Assigned task: Search the data below for the string "tiers" and copy all lines where it shows up.

Records drawn from a dataset
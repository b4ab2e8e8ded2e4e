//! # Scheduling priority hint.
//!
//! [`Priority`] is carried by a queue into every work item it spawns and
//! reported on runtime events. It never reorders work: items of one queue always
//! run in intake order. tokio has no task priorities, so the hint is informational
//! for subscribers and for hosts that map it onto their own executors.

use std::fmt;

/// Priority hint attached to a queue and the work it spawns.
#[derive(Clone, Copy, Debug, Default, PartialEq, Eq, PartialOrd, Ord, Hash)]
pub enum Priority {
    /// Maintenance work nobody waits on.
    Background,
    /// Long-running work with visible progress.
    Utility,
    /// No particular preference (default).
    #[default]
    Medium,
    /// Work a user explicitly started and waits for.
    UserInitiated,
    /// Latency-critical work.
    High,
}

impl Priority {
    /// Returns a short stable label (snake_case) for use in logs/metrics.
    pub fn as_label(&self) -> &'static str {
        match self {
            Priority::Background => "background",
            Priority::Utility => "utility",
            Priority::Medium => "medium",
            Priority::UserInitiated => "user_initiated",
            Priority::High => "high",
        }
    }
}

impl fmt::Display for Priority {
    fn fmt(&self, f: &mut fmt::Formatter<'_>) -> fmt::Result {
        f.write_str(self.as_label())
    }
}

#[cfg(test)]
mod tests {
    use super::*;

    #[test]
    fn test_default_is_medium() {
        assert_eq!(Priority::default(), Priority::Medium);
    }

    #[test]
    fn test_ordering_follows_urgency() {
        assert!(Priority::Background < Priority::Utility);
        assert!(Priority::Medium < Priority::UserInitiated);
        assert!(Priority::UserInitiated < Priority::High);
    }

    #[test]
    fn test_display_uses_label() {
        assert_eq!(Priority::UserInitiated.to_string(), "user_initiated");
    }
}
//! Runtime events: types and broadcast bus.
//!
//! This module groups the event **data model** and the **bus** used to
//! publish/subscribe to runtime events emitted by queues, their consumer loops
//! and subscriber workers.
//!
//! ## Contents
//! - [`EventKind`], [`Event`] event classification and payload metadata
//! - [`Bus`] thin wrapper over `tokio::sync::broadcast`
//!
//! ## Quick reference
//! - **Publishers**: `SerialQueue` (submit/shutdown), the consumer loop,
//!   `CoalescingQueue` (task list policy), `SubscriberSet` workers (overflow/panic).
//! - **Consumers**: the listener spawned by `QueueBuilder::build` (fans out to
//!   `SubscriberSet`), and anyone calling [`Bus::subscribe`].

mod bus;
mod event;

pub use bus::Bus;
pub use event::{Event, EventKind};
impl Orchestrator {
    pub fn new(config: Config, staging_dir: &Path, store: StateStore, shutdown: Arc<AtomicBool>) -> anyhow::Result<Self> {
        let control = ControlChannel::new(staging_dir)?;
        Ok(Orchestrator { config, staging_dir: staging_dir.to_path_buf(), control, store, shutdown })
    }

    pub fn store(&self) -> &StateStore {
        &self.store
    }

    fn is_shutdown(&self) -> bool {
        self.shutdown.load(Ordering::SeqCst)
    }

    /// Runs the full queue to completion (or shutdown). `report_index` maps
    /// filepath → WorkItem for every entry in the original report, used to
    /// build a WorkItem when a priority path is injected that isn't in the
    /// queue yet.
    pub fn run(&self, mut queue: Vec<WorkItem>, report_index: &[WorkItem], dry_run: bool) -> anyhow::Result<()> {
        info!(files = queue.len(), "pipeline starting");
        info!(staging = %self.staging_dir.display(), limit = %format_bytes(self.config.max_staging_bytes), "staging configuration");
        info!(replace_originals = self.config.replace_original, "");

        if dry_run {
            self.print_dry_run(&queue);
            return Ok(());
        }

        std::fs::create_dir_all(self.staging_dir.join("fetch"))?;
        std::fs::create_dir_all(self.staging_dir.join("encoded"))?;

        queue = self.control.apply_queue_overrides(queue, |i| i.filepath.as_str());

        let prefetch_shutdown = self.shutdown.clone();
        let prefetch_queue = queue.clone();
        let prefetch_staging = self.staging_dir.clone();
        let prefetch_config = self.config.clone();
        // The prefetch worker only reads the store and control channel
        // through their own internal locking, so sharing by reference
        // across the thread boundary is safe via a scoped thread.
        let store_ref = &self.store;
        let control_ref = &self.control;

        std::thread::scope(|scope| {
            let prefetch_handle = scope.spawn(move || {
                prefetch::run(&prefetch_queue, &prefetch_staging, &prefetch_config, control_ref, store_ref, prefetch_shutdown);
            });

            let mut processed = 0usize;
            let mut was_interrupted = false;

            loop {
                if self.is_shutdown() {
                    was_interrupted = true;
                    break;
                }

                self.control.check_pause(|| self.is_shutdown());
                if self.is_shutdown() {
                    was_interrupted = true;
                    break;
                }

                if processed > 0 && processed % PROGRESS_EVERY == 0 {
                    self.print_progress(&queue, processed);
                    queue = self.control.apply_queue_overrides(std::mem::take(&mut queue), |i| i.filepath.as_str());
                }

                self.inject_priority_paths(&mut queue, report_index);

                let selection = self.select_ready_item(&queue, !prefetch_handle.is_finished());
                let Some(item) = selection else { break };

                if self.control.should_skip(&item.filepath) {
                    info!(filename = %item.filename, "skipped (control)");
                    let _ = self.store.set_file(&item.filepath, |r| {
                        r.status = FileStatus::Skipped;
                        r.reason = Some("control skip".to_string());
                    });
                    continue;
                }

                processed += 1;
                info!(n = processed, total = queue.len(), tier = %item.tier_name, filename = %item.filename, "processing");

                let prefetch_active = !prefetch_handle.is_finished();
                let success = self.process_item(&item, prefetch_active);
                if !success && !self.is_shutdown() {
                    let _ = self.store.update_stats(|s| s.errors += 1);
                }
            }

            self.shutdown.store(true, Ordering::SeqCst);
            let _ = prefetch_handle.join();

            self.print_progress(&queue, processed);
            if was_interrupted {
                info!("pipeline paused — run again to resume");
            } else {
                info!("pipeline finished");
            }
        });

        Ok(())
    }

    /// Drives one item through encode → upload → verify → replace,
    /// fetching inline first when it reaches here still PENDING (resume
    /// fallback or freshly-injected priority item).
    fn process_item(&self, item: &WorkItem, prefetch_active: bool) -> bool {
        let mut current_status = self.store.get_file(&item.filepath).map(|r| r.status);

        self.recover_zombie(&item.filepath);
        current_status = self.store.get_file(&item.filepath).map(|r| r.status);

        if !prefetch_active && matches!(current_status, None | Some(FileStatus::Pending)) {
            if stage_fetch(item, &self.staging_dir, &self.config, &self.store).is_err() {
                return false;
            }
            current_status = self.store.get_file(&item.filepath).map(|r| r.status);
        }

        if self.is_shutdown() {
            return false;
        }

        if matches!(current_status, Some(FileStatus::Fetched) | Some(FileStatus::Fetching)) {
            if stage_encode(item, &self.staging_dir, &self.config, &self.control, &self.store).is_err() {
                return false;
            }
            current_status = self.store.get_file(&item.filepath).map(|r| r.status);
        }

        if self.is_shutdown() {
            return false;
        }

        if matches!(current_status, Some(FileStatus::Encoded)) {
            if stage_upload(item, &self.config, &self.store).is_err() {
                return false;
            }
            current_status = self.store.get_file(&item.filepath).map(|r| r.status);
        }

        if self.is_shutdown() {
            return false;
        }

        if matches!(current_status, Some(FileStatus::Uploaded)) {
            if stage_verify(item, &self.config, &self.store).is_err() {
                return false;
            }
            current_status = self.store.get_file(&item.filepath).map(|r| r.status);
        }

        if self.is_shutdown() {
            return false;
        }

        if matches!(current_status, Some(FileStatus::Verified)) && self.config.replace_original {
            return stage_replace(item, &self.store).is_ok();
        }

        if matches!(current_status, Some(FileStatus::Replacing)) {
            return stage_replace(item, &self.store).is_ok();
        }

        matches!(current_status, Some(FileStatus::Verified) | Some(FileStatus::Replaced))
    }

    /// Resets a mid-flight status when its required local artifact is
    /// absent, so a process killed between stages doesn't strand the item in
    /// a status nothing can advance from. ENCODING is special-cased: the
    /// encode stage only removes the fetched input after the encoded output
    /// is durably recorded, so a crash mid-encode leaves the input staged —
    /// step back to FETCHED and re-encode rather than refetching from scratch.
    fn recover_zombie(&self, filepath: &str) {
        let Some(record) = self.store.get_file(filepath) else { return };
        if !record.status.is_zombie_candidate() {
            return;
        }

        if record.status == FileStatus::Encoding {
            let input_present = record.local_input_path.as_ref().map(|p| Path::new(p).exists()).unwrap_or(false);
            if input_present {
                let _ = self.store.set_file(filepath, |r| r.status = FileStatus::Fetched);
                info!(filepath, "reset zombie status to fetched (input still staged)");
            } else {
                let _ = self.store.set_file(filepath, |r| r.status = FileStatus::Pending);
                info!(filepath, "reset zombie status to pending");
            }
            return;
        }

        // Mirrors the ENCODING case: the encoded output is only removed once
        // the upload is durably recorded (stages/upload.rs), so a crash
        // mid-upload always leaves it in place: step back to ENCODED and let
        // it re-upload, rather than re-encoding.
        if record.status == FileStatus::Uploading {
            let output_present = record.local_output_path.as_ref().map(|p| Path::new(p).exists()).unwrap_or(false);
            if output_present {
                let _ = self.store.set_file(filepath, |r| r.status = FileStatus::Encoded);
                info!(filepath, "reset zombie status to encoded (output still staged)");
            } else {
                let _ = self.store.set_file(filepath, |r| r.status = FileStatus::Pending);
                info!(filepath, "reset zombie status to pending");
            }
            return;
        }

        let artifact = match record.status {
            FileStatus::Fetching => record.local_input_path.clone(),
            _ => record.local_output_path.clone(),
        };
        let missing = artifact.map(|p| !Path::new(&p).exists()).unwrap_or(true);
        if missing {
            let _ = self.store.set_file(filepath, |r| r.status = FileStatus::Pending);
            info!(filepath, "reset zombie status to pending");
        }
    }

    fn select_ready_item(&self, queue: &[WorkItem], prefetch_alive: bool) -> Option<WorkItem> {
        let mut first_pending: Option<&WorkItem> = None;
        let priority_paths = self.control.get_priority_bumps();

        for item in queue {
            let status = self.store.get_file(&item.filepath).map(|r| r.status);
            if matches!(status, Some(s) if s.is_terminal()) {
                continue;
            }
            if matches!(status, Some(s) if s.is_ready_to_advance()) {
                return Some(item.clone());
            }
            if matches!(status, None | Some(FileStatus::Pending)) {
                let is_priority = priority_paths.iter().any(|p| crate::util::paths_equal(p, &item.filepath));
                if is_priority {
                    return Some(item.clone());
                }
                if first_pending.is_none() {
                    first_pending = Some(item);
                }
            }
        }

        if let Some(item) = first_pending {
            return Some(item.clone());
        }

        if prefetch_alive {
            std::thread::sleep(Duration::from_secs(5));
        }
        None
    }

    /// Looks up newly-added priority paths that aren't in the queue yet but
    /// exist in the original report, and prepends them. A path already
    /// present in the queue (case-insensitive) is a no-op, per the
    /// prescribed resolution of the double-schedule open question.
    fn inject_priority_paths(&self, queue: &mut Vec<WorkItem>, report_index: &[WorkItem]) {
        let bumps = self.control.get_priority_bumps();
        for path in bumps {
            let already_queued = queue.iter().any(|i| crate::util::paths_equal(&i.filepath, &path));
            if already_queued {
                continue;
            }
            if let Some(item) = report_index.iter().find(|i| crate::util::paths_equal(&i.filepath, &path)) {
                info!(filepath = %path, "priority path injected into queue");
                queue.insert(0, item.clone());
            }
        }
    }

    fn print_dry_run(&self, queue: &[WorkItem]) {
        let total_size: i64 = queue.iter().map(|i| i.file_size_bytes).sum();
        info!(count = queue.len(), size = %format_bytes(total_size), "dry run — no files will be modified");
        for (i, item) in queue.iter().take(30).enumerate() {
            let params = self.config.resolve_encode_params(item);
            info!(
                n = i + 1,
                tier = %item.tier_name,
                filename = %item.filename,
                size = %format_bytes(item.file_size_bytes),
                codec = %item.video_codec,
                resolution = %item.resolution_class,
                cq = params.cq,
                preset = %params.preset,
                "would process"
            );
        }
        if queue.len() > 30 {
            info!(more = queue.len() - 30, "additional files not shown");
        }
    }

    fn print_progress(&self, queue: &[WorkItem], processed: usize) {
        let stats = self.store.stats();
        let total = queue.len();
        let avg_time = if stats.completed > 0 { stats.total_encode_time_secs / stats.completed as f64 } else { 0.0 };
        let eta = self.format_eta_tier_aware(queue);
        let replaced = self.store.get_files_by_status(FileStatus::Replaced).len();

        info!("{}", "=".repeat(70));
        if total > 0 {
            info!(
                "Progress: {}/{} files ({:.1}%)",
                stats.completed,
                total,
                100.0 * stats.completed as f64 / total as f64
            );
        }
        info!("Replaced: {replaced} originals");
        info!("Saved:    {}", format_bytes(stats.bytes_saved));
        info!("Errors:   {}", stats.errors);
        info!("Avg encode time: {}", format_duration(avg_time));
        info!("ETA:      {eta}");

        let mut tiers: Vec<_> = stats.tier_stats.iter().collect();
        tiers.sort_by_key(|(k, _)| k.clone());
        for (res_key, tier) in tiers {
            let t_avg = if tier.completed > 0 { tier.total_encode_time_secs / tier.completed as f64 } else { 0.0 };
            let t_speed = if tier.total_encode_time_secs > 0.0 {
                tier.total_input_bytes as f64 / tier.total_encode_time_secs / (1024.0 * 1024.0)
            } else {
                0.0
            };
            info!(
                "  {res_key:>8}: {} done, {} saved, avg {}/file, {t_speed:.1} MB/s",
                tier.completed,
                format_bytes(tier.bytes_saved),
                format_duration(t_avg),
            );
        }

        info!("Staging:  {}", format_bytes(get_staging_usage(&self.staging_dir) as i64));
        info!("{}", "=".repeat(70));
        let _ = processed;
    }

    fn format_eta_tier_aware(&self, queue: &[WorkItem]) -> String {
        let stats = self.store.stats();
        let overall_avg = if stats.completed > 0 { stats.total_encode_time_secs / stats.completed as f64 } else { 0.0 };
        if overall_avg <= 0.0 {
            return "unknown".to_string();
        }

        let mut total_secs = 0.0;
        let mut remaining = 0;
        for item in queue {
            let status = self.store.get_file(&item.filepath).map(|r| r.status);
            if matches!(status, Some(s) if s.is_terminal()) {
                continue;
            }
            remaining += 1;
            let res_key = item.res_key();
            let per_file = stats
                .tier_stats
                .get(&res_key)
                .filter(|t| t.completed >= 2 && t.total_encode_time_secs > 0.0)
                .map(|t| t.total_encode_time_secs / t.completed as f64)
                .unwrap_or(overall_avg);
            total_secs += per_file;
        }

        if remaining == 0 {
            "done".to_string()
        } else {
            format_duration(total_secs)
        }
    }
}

Output of the exercise:
        let mut tiers: Vec<_> = stats.tier_stats.iter().collect();
        tiers.sort_by_key(|(k, _)| k.clone());
        for (res_key, tier) in tiers {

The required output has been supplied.